──────── Excerpted records
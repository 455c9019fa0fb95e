//! The learning object record and its usage statistics.
//!
//! Field names on disk follow the `.xue` metadata layout (`english`, `pinyin`,
//! `native`, ...). Keys this version doesn't know about are carried in
//! `extra` so a write-back never drops them.

use std::fmt;
use std::path::{Path, PathBuf};

use chrono::{DateTime, Local, NaiveDateTime, TimeZone, Utc};
use serde::{Deserialize, Deserializer, Serialize};
use serde_json::{Map, Value};

/// Schema version written by current tooling
pub const CURRENT_SCHEMA_VERSION: u32 = 2;

fn legacy_schema_version() -> u32 {
    1
}

/// Language of the native text; affects rendering only
#[derive(Debug, Clone, PartialEq, Eq, Default, Serialize, Deserialize)]
#[serde(from = "String", into = "String")]
pub enum Language {
    #[default]
    Chinese,
    French,
    /// Any other language tag, kept verbatim
    Other(String),
}

impl From<String> for Language {
    fn from(value: String) -> Self {
        match value.as_str() {
            "chinese" => Self::Chinese,
            "french" => Self::French,
            _ => Self::Other(value),
        }
    }
}

impl From<Language> for String {
    fn from(value: Language) -> Self {
        match value {
            Language::Chinese => "chinese".to_string(),
            Language::French => "french".to_string(),
            Language::Other(s) => s,
        }
    }
}

impl fmt::Display for Language {
    fn fmt(&self, f: &mut fmt::Formatter<'_>) -> fmt::Result {
        match self {
            Self::Chinese => write!(f, "chinese"),
            Self::French => write!(f, "french"),
            Self::Other(s) => write!(f, "{}", s),
        }
    }
}

/// Aggregate usage counters for one learning object
#[derive(Debug, Clone, PartialEq, Default, Serialize, Deserialize)]
#[serde(default)]
pub struct Stats {
    pub times_played: u32,
    pub times_correct: u32,
    /// Nothing in the player increments this yet; a quiz-scoring front end owns it
    pub times_incorrect: u32,
    #[serde(deserialize_with = "deserialize_last_played")]
    pub last_played: Option<DateTime<Utc>>,
}

/// Accepts RFC 3339 as well as the naive local ISO stamps older tooling wrote.
fn deserialize_last_played<'de, D>(deserializer: D) -> Result<Option<DateTime<Utc>>, D::Error>
where
    D: Deserializer<'de>,
{
    let raw: Option<String> = Option::deserialize(deserializer)?;
    let Some(raw) = raw else {
        return Ok(None);
    };

    if let Ok(dt) = DateTime::parse_from_rfc3339(&raw) {
        return Ok(Some(dt.with_timezone(&Utc)));
    }

    let naive = NaiveDateTime::parse_from_str(&raw, "%Y-%m-%dT%H:%M:%S%.f")
        .map_err(|e| serde::de::Error::custom(format!("invalid last_played '{}': {}", raw, e)))?;

    let local = Local
        .from_local_datetime(&naive)
        .earliest()
        .map(|dt| dt.with_timezone(&Utc))
        .unwrap_or_else(|| Utc.from_utc_datetime(&naive));
    Ok(Some(local))
}

/// One practice item: prompt, answer, native text and stats.
///
/// The container path is the identity and is never serialized.
#[derive(Debug, Clone, PartialEq, Serialize, Deserialize)]
pub struct LearningObject {
    #[serde(skip)]
    pub path: PathBuf,

    #[serde(default = "legacy_schema_version")]
    pub schema_version: u32,

    /// Shown during the first phase
    #[serde(rename = "english", default)]
    pub prompt_text: String,

    /// Romanized answer
    #[serde(rename = "pinyin", default)]
    pub answer_text: String,

    /// Answer in native script
    #[serde(rename = "native", default)]
    pub native_text: String,

    #[serde(default)]
    pub tags: Vec<String>,

    #[serde(default)]
    pub flagged: bool,

    #[serde(default)]
    pub language: Language,

    #[serde(default)]
    pub stats: Stats,

    #[serde(flatten)]
    pub extra: Map<String, Value>,
}

impl LearningObject {
    /// Create a fresh record at the current schema version
    pub fn new(
        prompt_text: impl Into<String>,
        answer_text: impl Into<String>,
        native_text: impl Into<String>,
    ) -> Self {
        Self {
            path: PathBuf::new(),
            schema_version: CURRENT_SCHEMA_VERSION,
            prompt_text: prompt_text.into(),
            answer_text: answer_text.into(),
            native_text: native_text.into(),
            tags: Vec::new(),
            flagged: false,
            language: Language::default(),
            stats: Stats::default(),
            extra: Map::new(),
        }
    }

    pub fn with_tags<I, S>(mut self, tags: I) -> Self
    where
        I: IntoIterator<Item = S>,
        S: Into<String>,
    {
        self.tags = tags.into_iter().map(Into::into).collect();
        self
    }

    pub fn with_language(mut self, language: Language) -> Self {
        self.language = language;
        self
    }

    pub fn at_path(mut self, path: impl AsRef<Path>) -> Self {
        self.path = path.as_ref().to_path_buf();
        self
    }

    /// Count one play and stamp the time
    pub fn record_play(&mut self, now: DateTime<Utc>) {
        self.stats.times_played = self.stats.times_played.saturating_add(1);
        self.stats.last_played = Some(now);
    }

    /// Flip the user flag, returning the new value
    pub fn toggle_flag(&mut self) -> bool {
        self.flagged = !self.flagged;
        self.flagged
    }

    /// Character count of the trimmed native text; drives phase-one hold time
    pub fn native_len(&self) -> usize {
        self.native_text.trim().chars().count()
    }

    /// Short label for logs and listings
    pub fn display_name(&self) -> String {
        if !self.prompt_text.is_empty() {
            self.prompt_text.clone()
        } else {
            self.path
                .file_stem()
                .map(|s| s.to_string_lossy().into_owned())
                .unwrap_or_default()
        }
    }

    /// Semantic equality ignoring the storage path
    pub fn same_content(&self, other: &Self) -> bool {
        let mut a = self.clone();
        a.path = PathBuf::new();
        let mut b = other.clone();
        b.path = PathBuf::new();
        a == b
    }
}

#[cfg(test)]
mod tests {
    use super::*;
    use serde_json::json;

    #[test]
    fn test_deserialize_full_record() {
        let value = json!({
            "schema_version": 2,
            "english": "hello",
            "pinyin": "nǐ hǎo",
            "native": "你好",
            "tags": ["greeting", "hsk1"],
            "flagged": true,
            "language": "chinese",
            "stats": {
                "times_played": 4,
                "times_correct": 1,
                "times_incorrect": 2,
                "last_played": "2025-03-01T08:30:00Z"
            }
        });

        let lo: LearningObject = serde_json::from_value(value).unwrap();
        assert_eq!(lo.prompt_text, "hello");
        assert_eq!(lo.answer_text, "nǐ hǎo");
        assert_eq!(lo.native_text, "你好");
        assert_eq!(lo.tags, vec!["greeting", "hsk1"]);
        assert!(lo.flagged);
        assert_eq!(lo.stats.times_played, 4);
        assert_eq!(lo.stats.times_incorrect, 2);
        assert!(lo.stats.last_played.is_some());
        assert!(lo.extra.is_empty());
    }

    #[test]
    fn test_missing_fields_take_defaults() {
        let lo: LearningObject = serde_json::from_value(json!({ "english": "cat" })).unwrap();
        assert_eq!(lo.schema_version, 1);
        assert_eq!(lo.native_text, "");
        assert!(lo.tags.is_empty());
        assert!(!lo.flagged);
        assert_eq!(lo.language, Language::Chinese);
        assert_eq!(lo.stats, Stats::default());
    }

    #[test]
    fn test_unknown_fields_preserved() {
        let value = json!({
            "english": "dog",
            "delay_between_instruction_and_native": 2,
            "stats": { "times_played": 1 }
        });
        let lo: LearningObject = serde_json::from_value(value).unwrap();
        assert_eq!(lo.extra.get("delay_between_instruction_and_native"), Some(&json!(2)));

        let back = serde_json::to_value(&lo).unwrap();
        assert_eq!(back["delay_between_instruction_and_native"], json!(2));
        assert_eq!(back["english"], json!("dog"));
        assert!(back.get("path").is_none());
    }

    #[test]
    fn test_legacy_naive_last_played() {
        let value = json!({ "stats": { "times_played": 3, "last_played": "2024-05-01T10:00:00.123456" } });
        let lo: LearningObject = serde_json::from_value(value).unwrap();
        assert!(lo.stats.last_played.is_some());
    }

    #[test]
    fn test_garbage_last_played_is_rejected() {
        let value = json!({ "stats": { "last_played": "yesterday-ish" } });
        assert!(serde_json::from_value::<LearningObject>(value).is_err());
    }

    #[test]
    fn test_language_roundtrip_keeps_unknown() {
        let lo: LearningObject = serde_json::from_value(json!({ "language": "japanese" })).unwrap();
        assert_eq!(lo.language, Language::Other("japanese".to_string()));
        let back = serde_json::to_value(&lo).unwrap();
        assert_eq!(back["language"], json!("japanese"));

        let fr: LearningObject = serde_json::from_value(json!({ "language": "french" })).unwrap();
        assert_eq!(fr.language, Language::French);
        assert_eq!(fr.language.to_string(), "french");
    }

    #[test]
    fn test_record_play() {
        let mut lo = LearningObject::new("hello", "ni hao", "你好");
        let now = Utc::now();
        lo.record_play(now);
        lo.record_play(now);
        assert_eq!(lo.stats.times_played, 2);
        assert_eq!(lo.stats.last_played, Some(now));
        assert_eq!(lo.stats.times_incorrect, 0);
    }

    #[test]
    fn test_toggle_flag() {
        let mut lo = LearningObject::new("a", "b", "c");
        assert!(lo.toggle_flag());
        assert!(!lo.toggle_flag());
    }

    #[test]
    fn test_native_len_counts_chars() {
        let lo = LearningObject::new("thank you", "xiè xie", "  谢谢  ");
        assert_eq!(lo.native_len(), 2);
    }

    #[test]
    fn test_same_content_ignores_path() {
        let a = LearningObject::new("a", "b", "c").at_path("x.xue");
        let b = LearningObject::new("a", "b", "c").at_path("y.xue");
        assert!(a.same_content(&b));
        assert_ne!(a, b);
    }

    #[test]
    fn test_display_name_falls_back_to_file_stem() {
        let lo = LearningObject::new("", "", "").at_path("objects/tone_ma3.xue");
        assert_eq!(lo.display_name(), "tone_ma3");
    }
}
────────────────
Problem requirements
Going back over the entries above, copy word for word every line from the one that has "return Ok(Some(dt.with_timezone(&Utc)));" on through the one that has "pub struct LearningObject".

Response
        return Ok(Some(dt.with_timezone(&Utc)));
    }

    let naive = NaiveDateTime::parse_from_str(&raw, "%Y-%m-%dT%H:%M:%S%.f")
        .map_err(|e| serde::de::Error::custom(format!("invalid last_played '{}': {}", raw, e)))?;

    let local = Local
        .from_local_datetime(&naive)
        .earliest()
        .map(|dt| dt.with_timezone(&Utc))
        .unwrap_or_else(|| Utc.from_utc_datetime(&naive));
    Ok(Some(local))
}

/// One practice item: prompt, answer, native text and stats.
///
/// The container path is the identity and is never serialized.
#[derive(Debug, Clone, PartialEq, Serialize, Deserialize)]
pub struct LearningObject {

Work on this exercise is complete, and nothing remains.